*** Opening of Given information ***

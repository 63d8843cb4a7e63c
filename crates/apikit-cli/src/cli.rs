//! Argument parsing and request execution for the `apikit` binary

use std::{
    path::{Path, PathBuf},
    time::Duration,
};

use anyhow::{bail, Context};
use apikit_http::{
    ApiClient, ApiResponse, ClientConfig, Method, QueryParams, RequestDescriptor,
};
use clap::{ArgAction, Parser, Subcommand};
use serde_json::Value;
use tracing::{debug, Level};

#[derive(Debug, Parser)]
#[command(name = "apikit")]
#[command(about = "Send JSON requests through the apikit HTTP client", version)]
pub struct Cli {
    #[command(subcommand)]
    pub command: Command,

    /// Base URL that relative paths are resolved against
    #[arg(short, long, global = true)]
    pub base_url: Option<String>,

    /// TOML file with client configuration
    #[arg(short, long, global = true)]
    pub config: Option<PathBuf>,

    /// Extra header as `name:value` (repeatable)
    #[arg(short = 'H', long = "header", value_parser = parse_header, global = true)]
    pub headers: Vec<(String, String)>,

    /// Bearer token sent as `Authorization`
    #[arg(short, long, global = true)]
    pub token: Option<String>,

    /// Request timeout in milliseconds
    #[arg(long, global = true)]
    pub timeout_ms: Option<u64>,

    /// Maximum number of retries after the first attempt
    #[arg(short, long, global = true)]
    pub retries: Option<u32>,

    /// Increase log verbosity (-v debug, -vv trace)
    #[arg(short, long, action = ArgAction::Count, global = true)]
    pub verbose: u8,
}

#[derive(Debug, Subcommand)]
pub enum Command {
    /// Send a GET request
    Get {
        path: String,

        /// Query parameter as `key=value` (repeatable)
        #[arg(short, long = "query", value_parser = parse_query)]
        query: Vec<(String, String)>,
    },
    /// Send a POST request
    Post {
        path: String,

        /// JSON request body
        #[arg(short, long)]
        data: Option<String>,
    },
    /// Send a PUT request
    Put {
        path: String,

        /// JSON request body
        #[arg(short, long)]
        data: Option<String>,
    },
    /// Send a DELETE request
    Delete { path: String },
}

impl Command {
    fn method(&self) -> Method {
        match self {
            Command::Get { .. } => Method::Get,
            Command::Post { .. } => Method::Post,
            Command::Put { .. } => Method::Put,
            Command::Delete { .. } => Method::Delete,
        }
    }

    fn path(&self) -> &str {
        match self {
            Command::Get { path, .. }
            | Command::Post { path, .. }
            | Command::Put { path, .. }
            | Command::Delete { path } => path,
        }
    }
}

/// Install the fmt subscriber, writing to stderr so stdout stays JSON
pub fn init_tracing(verbose: u8) {
    let level = match verbose {
        0 => Level::WARN,
        1 => Level::DEBUG,
        _ => Level::TRACE,
    };

    tracing_subscriber::fmt()
        .with_max_level(level)
        .with_writer(std::io::stderr)
        .init();
}

/// Build the client configuration from the config file and flags
///
/// Flags override values from the file. A base URL must come from one of
/// the two.
pub fn build_config(cli: &Cli) -> anyhow::Result<ClientConfig> {
    let mut config = match &cli.config {
        Some(path) => load_config_file(path, cli.base_url.as_deref())?,
        None => match &cli.base_url {
            Some(base_url) => ClientConfig::new(base_url.clone()),
            None => bail!("no base URL given; pass --base-url or set base_url in --config"),
        },
    };

    for (name, value) in &cli.headers {
        config.default_headers.insert(name.clone(), value.clone());
    }
    if let Some(token) = &cli.token {
        config.auth_token = Some(token.clone());
    }
    if let Some(ms) = cli.timeout_ms {
        config.timeout = Duration::from_millis(ms);
    }
    if let Some(retries) = cli.retries {
        config.retry.max_retries = retries;
    }

    config.validate()?;
    Ok(config)
}

fn load_config_file(path: &Path, base_url: Option<&str>) -> anyhow::Result<ClientConfig> {
    let source = std::fs::read_to_string(path)
        .with_context(|| format!("failed to read config file {}", path.display()))?;
    let mut table: toml::Table = toml::from_str(&source)
        .with_context(|| format!("invalid TOML in {}", path.display()))?;

    if let Some(base_url) = base_url {
        table.insert("base_url".to_string(), toml::Value::String(base_url.to_string()));
    }
    if !table.contains_key("base_url") {
        bail!(
            "{} does not set base_url; add it or pass --base-url",
            path.display()
        );
    }

    ClientConfig::from_toml_table(table)
        .with_context(|| format!("invalid client configuration in {}", path.display()))
}

/// Build the request described by `cli`
pub fn build_request(cli: &Cli) -> anyhow::Result<RequestDescriptor> {
    let mut request = RequestDescriptor::new(cli.command.method(), cli.command.path());

    match &cli.command {
        Command::Get { query, .. } if !query.is_empty() => {
            let params: QueryParams = query
                .iter()
                .map(|(key, value)| (key.clone(), value.clone()))
                .collect();
            request = request.with_params(params);
        }
        Command::Post { data: Some(data), .. } | Command::Put { data: Some(data), .. } => {
            let body: Value =
                serde_json::from_str(data).context("request body is not valid JSON")?;
            request = request.with_body(body);
        }
        _ => {}
    }

    Ok(request)
}

/// Execute the request described by `cli`
///
/// Configuration problems are returned as `Err`; request failures come back
/// inside the envelope.
pub async fn run(cli: &Cli) -> anyhow::Result<ApiResponse<Value>> {
    let config = build_config(cli)?;
    let request = build_request(cli)?;
    debug!(method = %request.method, url = %request.url, "Sending request");

    let client = ApiClient::new(config)?;
    Ok(client.execute(request).await)
}

fn parse_header(raw: &str) -> Result<(String, String), String> {
    let (name, value) = raw
        .split_once(':')
        .ok_or_else(|| format!("expected name:value, got '{raw}'"))?;
    let name = name.trim();
    if name.is_empty() {
        return Err(format!("header name is empty in '{raw}'"));
    }
    Ok((name.to_string(), value.trim().to_string()))
}

fn parse_query(raw: &str) -> Result<(String, String), String> {
    let (key, value) = raw
        .split_once('=')
        .ok_or_else(|| format!("expected key=value, got '{raw}'"))?;
    if key.is_empty() {
        return Err(format!("query key is empty in '{raw}'"));
    }
    Ok((key.to_string(), value.to_string()))
}
//! HTTP client implementation

use std::{any::Any, panic::AssertUnwindSafe, sync::Arc, time::Duration};

use futures::FutureExt;
use parking_lot::RwLock;
use serde::{de::DeserializeOwned, Serialize};
use tracing::{debug, warn};

use crate::{
    config::ClientConfig,
    error::{ApiError, ConfigError, Result},
    interceptor::{RequestInterceptor, ResponseInterceptor},
    middleware::RetryMiddleware,
    request::{Headers, Method, QueryParams, RequestDescriptor},
    response::{decode_payload, ApiResponse, RawResponse},
    transport::{ReqwestTransport, Transport, TransportRequest},
};

const JSON_CONTENT_TYPE: &str = "application/json";

/// Typed HTTP client
///
/// Every operation resolves to an [`ApiResponse`]; failures are reported in
/// its `Error` variant and never returned or panicked out of the call.
///
/// The client is `Send + Sync` and meant to be shared behind an `Arc`. The auth
/// token and the interceptor lists are read once per attempt, so updates apply
/// to attempts that start afterwards.
pub struct ApiClient {
    config: ClientConfig,
    transport: Arc<dyn Transport>,
    retry: RetryMiddleware,
    auth_token: RwLock<Option<String>>,
    request_interceptors: RwLock<Arc<Vec<Arc<dyn RequestInterceptor>>>>,
    response_interceptors: RwLock<Arc<Vec<Arc<dyn ResponseInterceptor>>>>,
}

impl ApiClient {
    /// Create a client using the `reqwest` transport
    pub fn new(config: ClientConfig) -> std::result::Result<Self, ConfigError> {
        let transport = ReqwestTransport::new(&config.user_agent)?;
        Self::with_transport(config, Arc::new(transport))
    }

    /// Create a client over any [`Transport`]
    pub fn with_transport(
        config: ClientConfig,
        transport: Arc<dyn Transport>,
    ) -> std::result::Result<Self, ConfigError> {
        config.validate()?;

        Ok(Self {
            retry: RetryMiddleware::new(config.retry.clone()),
            auth_token: RwLock::new(config.auth_token.clone()),
            request_interceptors: RwLock::new(Arc::new(Vec::new())),
            response_interceptors: RwLock::new(Arc::new(Vec::new())),
            transport,
            config,
        })
    }

    /// Get configuration
    pub fn config(&self) -> &ClientConfig {
        &self.config
    }

    /// Replace the bearer token used by subsequent requests
    pub fn set_auth_token(&self, token: Option<String>) {
        *self.auth_token.write() = token;
    }

    pub fn auth_token(&self) -> Option<String> {
        self.auth_token.read().clone()
    }

    /// Append a request interceptor
    pub fn add_request_interceptor(&self, interceptor: impl RequestInterceptor + 'static) {
        let mut guard = self.request_interceptors.write();
        let mut list = Vec::clone(&guard);
        list.push(Arc::new(interceptor));
        *guard = Arc::new(list);
    }

    /// Append a response interceptor
    pub fn add_response_interceptor(&self, interceptor: impl ResponseInterceptor + 'static) {
        let mut guard = self.response_interceptors.write();
        let mut list = Vec::clone(&guard);
        list.push(Arc::new(interceptor));
        *guard = Arc::new(list);
    }

    /// Execute a GET request
    pub async fn get<T: DeserializeOwned>(
        &self,
        path: &str,
        params: Option<QueryParams>,
    ) -> ApiResponse<T> {
        let mut request = RequestDescriptor::new(Method::Get, path);
        request.params = params;
        self.execute(request).await
    }

    /// Execute a POST request
    pub async fn post<T, B>(&self, path: &str, body: Option<&B>) -> ApiResponse<T>
    where
        T: DeserializeOwned,
        B: Serialize + ?Sized,
    {
        self.send_with_body(Method::Post, path, body).await
    }

    /// Execute a PUT request
    pub async fn put<T, B>(&self, path: &str, body: Option<&B>) -> ApiResponse<T>
    where
        T: DeserializeOwned,
        B: Serialize + ?Sized,
    {
        self.send_with_body(Method::Put, path, body).await
    }

    /// Execute a PATCH request
    pub async fn patch<T, B>(&self, path: &str, body: Option<&B>) -> ApiResponse<T>
    where
        T: DeserializeOwned,
        B: Serialize + ?Sized,
    {
        self.send_with_body(Method::Patch, path, body).await
    }

    /// Execute a DELETE request
    pub async fn delete<T: DeserializeOwned>(&self, path: &str) -> ApiResponse<T> {
        self.execute(RequestDescriptor::new(Method::Delete, path))
            .await
    }

    async fn send_with_body<T, B>(&self, method: Method, path: &str, body: Option<&B>) -> ApiResponse<T>
    where
        T: DeserializeOwned,
        B: Serialize + ?Sized,
    {
        let mut request = RequestDescriptor::new(method, path);

        if let Some(body) = body {
            match serde_json::to_value(body) {
                Ok(value) => request.body = Some(value),
                Err(e) => {
                    return ApiResponse::error(ApiError::network(
                        format!("Failed to serialize request body: {e}"),
                        Some(Box::new(e)),
                    ))
                }
            }
        }

        self.execute(request).await
    }

    /// Execute a request descriptor with retries
    ///
    /// Only the exchange is retried. Once a 2xx response arrives its payload
    /// is decoded exactly once, and a decode failure is reported without
    /// sending the request again.
    pub async fn execute<T: DeserializeOwned>(&self, request: RequestDescriptor) -> ApiResponse<T> {
        let method = request.method;
        let url = request.url.as_str();

        let result = self
            .retry
            .execute(|attempt| {
                let request = request.clone();
                async move {
                    debug!(%method, url, attempt, "Executing request");
                    AssertUnwindSafe(self.attempt(request))
                        .catch_unwind()
                        .await
                        .unwrap_or_else(|panic| Err(panicked(panic)))
                }
            })
            .await
            .and_then(|response| response.payload())
            .and_then(decode_payload::<T>);

        if let Err(e) = &result {
            warn!(%method, url, kind = %e.kind(), error = %e, "Request failed");
        }

        result.into()
    }

    /// One attempt: auth, interceptors, resolution, timeout-bounded send, status check
    async fn attempt(&self, mut request: RequestDescriptor) -> Result<RawResponse> {
        if let Some(token) = self.auth_token() {
            request
                .headers
                .insert("Authorization", format!("Bearer {token}"));
        }

        let request_interceptors = Arc::clone(&self.request_interceptors.read());
        for interceptor in request_interceptors.iter() {
            request = interceptor.intercept(request).await;
        }

        let url = resolve_url(&self.config.base_url, &request.url, request.params.as_ref());

        let headers = merged_headers(&self.config, &request);
        let body = request
            .body
            .as_ref()
            .map(serde_json::to_vec)
            .transpose()
            .map_err(|e| ApiError::network("Failed to serialize request body", Some(Box::new(e))))?;

        let timeout = request.timeout.unwrap_or(self.config.timeout);
        let outgoing = TransportRequest {
            method: request.method,
            url,
            headers,
            body,
        };

        let mut response = self.send_with_timeout(outgoing, timeout).await?;

        let response_interceptors = Arc::clone(&self.response_interceptors.read());
        for interceptor in response_interceptors.iter() {
            response = interceptor.intercept(response).await;
        }

        if !response.is_success() {
            return Err(ApiError::http(response.status, response.error_body()));
        }

        Ok(response)
    }

    async fn send_with_timeout(
        &self,
        request: TransportRequest,
        timeout: Duration,
    ) -> Result<RawResponse> {
        match tokio::time::timeout(timeout, self.transport.send(request)).await {
            Ok(Ok(response)) => Ok(response),
            Ok(Err(e)) => Err(ApiError::network(
                format!("Network request failed: {e}"),
                Some(e),
            )),
            // The elapsed branch drops the transport future, aborting the call
            Err(_) => Err(ApiError::timeout(timeout)),
        }
    }
}

/// A panic inside an interceptor or the transport, as an unclassified failure
fn panicked(payload: Box<dyn Any + Send>) -> ApiError {
    let detail = payload
        .downcast_ref::<&str>()
        .map(|s| s.to_string())
        .or_else(|| payload.downcast_ref::<String>().cloned())
        .unwrap_or_else(|| "non-string panic payload".to_string());
    ApiError::network(format!("Request attempt panicked: {detail}"), None)
}

/// Resolve a request path against the base URL and append query parameters
///
/// Paths that carry a URI scheme (`https://...`) are used as-is; anything else
/// is joined to the base URL with a single `/`.
pub fn resolve_url(base_url: &str, path: &str, params: Option<&QueryParams>) -> String {
    let mut url = if has_scheme(path) {
        path.to_string()
    } else if path.is_empty() {
        base_url.to_string()
    } else {
        format!(
            "{}/{}",
            base_url.trim_end_matches('/'),
            path.trim_start_matches('/')
        )
    };

    if let Some(params) = params.filter(|p| !p.is_empty()) {
        url.push(if url.contains('?') { '&' } else { '?' });
        url.push_str(&params.to_query_string());
    }

    url
}

fn has_scheme(path: &str) -> bool {
    match path.split_once("://") {
        Some((scheme, _)) => {
            let mut chars = scheme.chars();
            chars.next().is_some_and(|c| c.is_ascii_alphabetic())
                && chars.all(|c| c.is_ascii_alphanumeric() || matches!(c, '+' | '-' | '.'))
        }
        None => false,
    }
}

/// Headers the client would send for `request`, without auth or interceptors
pub(crate) fn merged_headers(config: &ClientConfig, request: &RequestDescriptor) -> Headers {
    let mut headers = config.default_headers.merged_with(&request.headers);
    if request.body.is_some() && !headers.contains("content-type") {
        headers.insert("content-type", JSON_CONTENT_TYPE);
    }
    headers
}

*** Close of Given information ***

• [The problem]
For the string "outgoing", show each line of the entries above where it occurs.

• [Solved exercise]
        let outgoing = TransportRequest {
        let mut response = self.send_with_timeout(outgoing, timeout).await?;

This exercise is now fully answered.